Let $k$ be a field and $X$ be a smooth, complete, geometrically irreducible curve over $k$. For a close point $P$ of $X$ (for the Zariski topology) of degree $d$, let $A$ be the subring of $k(X)$ (the function field of $X$) consisting in elements that have no poles away from $P$. For $a\in A$, let $\deg_P a=-d v_P(a)$ be the degree map at $P$.
Starting from $A$, I want to recover $X$. To do so, I define $$A_{\operatorname{Gr}}=\prod_{n\geq 0}{\{a\in A| \deg_P a\leq n\}}$$ and I give to it the structure of a graded $k$-algebra, where the $n^{th}$ grading is given by the $n^{th}$ factor.

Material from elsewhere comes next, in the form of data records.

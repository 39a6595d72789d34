use axum::Json;
use axum::extract::State;
use axum::http::HeaderMap;
use axum::response::{IntoResponse, Response};

use crate::cors::{OriginRule, request_origin};
use crate::state::AppState;

pub async fn hello(State(state): State<AppState>, headers: HeaderMap) -> Response {
    let cors = state
        .cors
        .headers(request_origin(&headers), OriginRule::AllowListed);
    (cors, Json(serde_json::json!({ "message": "Hello World" }))).into_response()
}
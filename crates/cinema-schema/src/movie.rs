use std::fmt;

use serde::{Deserialize, Serialize};

#[derive(Debug, Clone, Copy, PartialEq, Eq, Hash, Serialize, Deserialize)]
pub enum Genre {
    Action,
    Crime,
    Adventure,
    Comedy,
    Drama,
    Fantasy,
    Horror,
}

impl Genre {
    pub const ALL: [Genre; 7] = [
        Genre::Action,
        Genre::Crime,
        Genre::Adventure,
        Genre::Comedy,
        Genre::Drama,
        Genre::Fantasy,
        Genre::Horror,
    ];

    pub fn as_str(&self) -> &'static str {
        match self {
            Genre::Action => "Action",
            Genre::Crime => "Crime",
            Genre::Adventure => "Adventure",
            Genre::Comedy => "Comedy",
            Genre::Drama => "Drama",
            Genre::Fantasy => "Fantasy",
            Genre::Horror => "Horror",
        }
    }

    /// Exact, case-sensitive lookup by canonical name. Payloads must spell
    /// tags exactly; only query filtering is case-insensitive.
    pub fn from_name(name: &str) -> Option<Genre> {
        Genre::ALL.into_iter().find(|g| g.as_str() == name)
    }

    pub fn matches(&self, tag: &str) -> bool {
        self.as_str().eq_ignore_ascii_case(tag)
    }
}

impl fmt::Display for Genre {
    fn fmt(&self, f: &mut fmt::Formatter<'_>) -> fmt::Result {
        f.write_str(self.as_str())
    }
}

#[derive(Debug, Clone, PartialEq, Serialize, Deserialize)]
pub struct Movie {
    pub id: String,
    pub title: String,
    pub year: u16,
    pub director: String,
    pub duration: u64,
    pub poster: String,
    pub genre: Vec<Genre>,
    pub rate: f64,
}

impl Movie {
    pub fn from_new(id: impl Into<String>, movie: NewMovie) -> Self {
        Self {
            id: id.into(),
            title: movie.title,
            year: movie.year,
            director: movie.director,
            duration: movie.duration,
            poster: movie.poster,
            genre: movie.genre,
            rate: movie.rate,
        }
    }

    pub fn has_genre(&self, tag: &str) -> bool {
        self.genre.iter().any(|g| g.matches(tag))
    }
}

/// A fully validated movie that has not been assigned an id yet.
#[derive(Debug, Clone, PartialEq, Serialize)]
pub struct NewMovie {
    pub title: String,
    pub year: u16,
    pub director: String,
    pub duration: u64,
    pub poster: String,
    pub genre: Vec<Genre>,
    pub rate: f64,
}

/// The fields present in a partial update. Absent fields leave the stored
/// record untouched.
#[derive(Debug, Clone, Default, PartialEq, Serialize)]
pub struct MoviePatch {
    #[serde(skip_serializing_if = "Option::is_none")]
    pub title: Option<String>,
    #[serde(skip_serializing_if = "Option::is_none")]
    pub year: Option<u16>,
    #[serde(skip_serializing_if = "Option::is_none")]
    pub director: Option<String>,
    #[serde(skip_serializing_if = "Option::is_none")]
    pub duration: Option<u64>,
    #[serde(skip_serializing_if = "Option::is_none")]
    pub poster: Option<String>,
    #[serde(skip_serializing_if = "Option::is_none")]
    pub genre: Option<Vec<Genre>>,
    #[serde(skip_serializing_if = "Option::is_none")]
    pub rate: Option<f64>,
}

impl MoviePatch {
    pub fn is_empty(&self) -> bool {
        *self == MoviePatch::default()
    }

    pub fn apply(self, movie: &mut Movie) {
        if let Some(title) = self.title {
            movie.title = title;
        }
        if let Some(year) = self.year {
            movie.year = year;
        }
        if let Some(director) = self.director {
            movie.director = director;
        }
        if let Some(duration) = self.duration {
            movie.duration = duration;
        }
        if let Some(poster) = self.poster {
            movie.poster = poster;
        }
        if let Some(genre) = self.genre {
            movie.genre = genre;
        }
        if let Some(rate) = self.rate {
            movie.rate = rate;
        }
    }
}
//! Origin policy for cross-origin requests.
//!
//! Every handler asks the policy which headers to attach instead of checking
//! the `Origin` header itself. Two rules exist because the routes disagree on
//! what a request without an `Origin` deserves: listing only answers origins
//! on the allow-list, while single-movie reads, deletes and preflights also
//! answer requests that declare no origin at all.

use axum::http::header::{
    ACCESS_CONTROL_ALLOW_METHODS, ACCESS_CONTROL_ALLOW_ORIGIN, ORIGIN, VARY,
};
use axum::http::{HeaderMap, HeaderValue};
use tracing::debug;

pub const DEFAULT_ALLOWED_ORIGINS: [&str; 4] = [
    "http://localhost:1234",
    "http://localhost:3001",
    "http://localhost:3002",
    "http://127.0.0.1:5500",
];

/// Methods advertised by `OPTIONS /movies/{id}`.
pub const PREFLIGHT_METHODS: &str = "GET, DELETE, PATCH";

#[derive(Debug, Clone, Copy, PartialEq, Eq)]
pub enum OriginRule {
    /// Only origins on the allow-list are granted.
    AllowListed,
    /// Allow-listed origins are granted, and so are requests with no origin.
    AllowListedOrAbsent,
}

#[derive(Debug, Clone)]
pub struct OriginPolicy {
    allowed_origins: Vec<HeaderValue>,
}

impl Default for OriginPolicy {
    fn default() -> Self {
        Self {
            allowed_origins: DEFAULT_ALLOWED_ORIGINS
                .into_iter()
                .map(HeaderValue::from_static)
                .collect(),
        }
    }
}

impl OriginPolicy {
    pub fn new(allowed_origins: Vec<HeaderValue>) -> Self {
        Self { allowed_origins }
    }

    pub fn allowed_origins(&self) -> &[HeaderValue] {
        &self.allowed_origins
    }

    pub fn is_allowed(&self, origin: &HeaderValue) -> bool {
        self.allowed_origins.iter().any(|o| o == origin)
    }

    /// The `Access-Control-Allow-Origin` value to send, if any.
    pub fn grant(&self, origin: Option<&HeaderValue>, rule: OriginRule) -> Option<HeaderValue> {
        match (origin, rule) {
            (Some(origin), _) if self.is_allowed(origin) => Some(origin.clone()),
            (None, OriginRule::AllowListedOrAbsent) => Some(HeaderValue::from_static("*")),
            _ => None,
        }
    }

    pub fn headers(&self, origin: Option<&HeaderValue>, rule: OriginRule) -> HeaderMap {
        let mut headers = HeaderMap::new();
        match self.grant(origin, rule) {
            Some(value) => {
                debug!(origin = ?origin, ?rule, "granting cross-origin access");
                if value != "*" {
                    headers.insert(VARY, HeaderValue::from_static("Origin"));
                }
                headers.insert(ACCESS_CONTROL_ALLOW_ORIGIN, value);
            }
            None => {
                debug!(origin = ?origin, ?rule, "origin not granted");
            }
        }
        headers
    }

    /// Headers for `OPTIONS /movies/{id}`: the lenient rule plus the allowed
    /// methods, both only when the origin is granted.
    pub fn preflight_headers(&self, origin: Option<&HeaderValue>) -> HeaderMap {
        let mut headers = self.headers(origin, OriginRule::AllowListedOrAbsent);
        if headers.contains_key(ACCESS_CONTROL_ALLOW_ORIGIN) {
            headers.insert(
                ACCESS_CONTROL_ALLOW_METHODS,
                HeaderValue::from_static(PREFLIGHT_METHODS),
            );
        }
        headers
    }
}

/// The declared `Origin` of a request. An empty header counts as absent.
pub fn request_origin(headers: &HeaderMap) -> Option<&HeaderValue> {
    headers.get(ORIGIN).filter(|v| !v.is_empty())
}
mod movies;
mod root;

use axum::Router;
use axum::routing::get;

use crate::state::AppState;

pub fn router() -> Router<AppState> {
    Router::new()
        .route("/", get(root::hello))
        .route("/movies", get(movies::list).post(movies::create))
        .route(
            "/movies/{id}",
            get(movies::get)
                .patch(movies::update)
                .delete(movies::delete)
                .options(movies::preflight),
        )
}
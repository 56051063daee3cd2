//! A small training launcher whose flags come from two functions.
//!
//! ```text
//! defparse-demo --data ./images --epochs 3 --size 64 64 --augment
//! RUST_LOG=defparse=debug defparse-demo --data ./images --dump
//! ```

use anyhow::Context;
use defparse::{callable, ArgumentParser, CallArgs, CallableOptions, Error, Ignore, Value};
use std::path::PathBuf;
use tracing_subscriber::EnvFilter;

/// Load a dataset.
///
/// Args:
///     data: directory holding the samples
///     size (Tuple[int, int]): resize target as width and height
///     augment: apply random flips
///     seed: shuffling seed
#[callable]
fn load(data: PathBuf, size: [u32; 2], augment: bool, #[arg(default = 0)] seed: u64) -> String {
    format!(
        "{} samples at {}x{} (augment: {}, seed: {})",
        data.display(),
        size[0],
        size[1],
        augment,
        seed
    )
}

/// Train a model.
///
/// # Arguments
///
/// * `epochs` - number of passes over the data
/// * `lr` (float) - learning rate
/// * `optimizer` - update rule
/// * `layers` - hidden layer widths
/// * `seed` - initialisation seed
/// * `log_every` - batches between progress lines
#[callable]
fn train(
    #[arg(default = 10)] epochs: u32,
    #[arg(default = Value::Float(0.01))] lr: Value,
    #[arg(ty = "Literal['sgd', 'adam']", default = "adam".to_string())] optimizer: String,
    layers: Option<Vec<u32>>,
    #[arg(default = 0)] seed: u64,
    log_every: Ignore<u32>,
) -> String {
    format!(
        "{} epochs of {} at lr {} with layers {:?} (seed: {}, log every {})",
        epochs, optimizer, lr, layers, seed, *log_every
    )
}

/// Output options.
///
/// Args:
///     dump: print the parsed flags as JSON before running
#[callable]
fn report(dump: bool) -> bool {
    dump
}

fn init_tracing() {
    let filter = EnvFilter::try_from_default_env().unwrap_or_else(|_| EnvFilter::new("warn"));
    tracing_subscriber::fmt()
        .with_env_filter(filter)
        .with_writer(std::io::stderr)
        .init();
}

fn main() -> anyhow::Result<()> {
    init_tracing();

    let mut parser = ArgumentParser::builder()
        .name("defparse-demo")
        .about("Flags derived from the parameters of `load` and `train`")
        .version(env!("CARGO_PKG_VERSION"))
        .kebab_case()
        .build();

    let load = parser
        .add_callable_with(load__callable(), CallableOptions::new().group("Data"))
        .context("registering load")?;
    let train = parser
        .add_callable_with(train__callable(), CallableOptions::new().group("Training"))
        .context("registering train")?;
    let report = parser
        .add_callable_with(report__callable(), CallableOptions::new().group("Output"))
        .context("registering report")?;

    match parser.parse_env() {
        Ok(_) => {}
        Err(Error::Cli(err)) => err.exit(),
        Err(err) => return Err(err.into()),
    }

    if report.call(&parser)? {
        let parsed = parser.parsed().context("no parse result")?;
        println!("{}", serde_json::to_string_pretty(parsed)?);
    }

    println!("{}", load.call(&parser)?);
    println!(
        "{}",
        train.call_with(&parser, CallArgs::new().with("log_every", 100u32))?
    );
    Ok(())
}

#[cfg(test)]
mod tests {
    use super::*;

    #[test]
    fn dump_is_a_listed_toggle() {
        let mut parser = ArgumentParser::builder().name("defparse-demo").build();
        let report = parser
            .add_callable_with(report__callable(), CallableOptions::new().group("Output"))
            .unwrap();
        assert!(parser.render_help().contains("--dump"));

        parser.parse_from(Vec::<String>::new()).unwrap();
        assert!(!report.call(&parser).unwrap());
        parser.parse_from(["--dump"]).unwrap();
        assert!(report.call(&parser).unwrap());
    }
}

Is that true that $X=\operatorname{Proj}(A_{\operatorname{Gr}})$ ?
Similary, for $\mathfrak{a}$, ideal of $A$, we define $$\mathfrak{a}_{\operatorname{Gr}}=\prod_{n\geq 0}{\{a\in \mathfrak{a}| \deg_P a\leq n\}}.$$
Is that true that $\tilde{\mathfrak{a}}_{\operatorname{Gr}}$ is a rank one coherent sheaf of $\mathcal{O}_X$-modules? What should be the Cartier divisor $V_{\mathfrak{a}}$ corresponding to it?
A reference will be enough I think. Many thanks for your clarifications!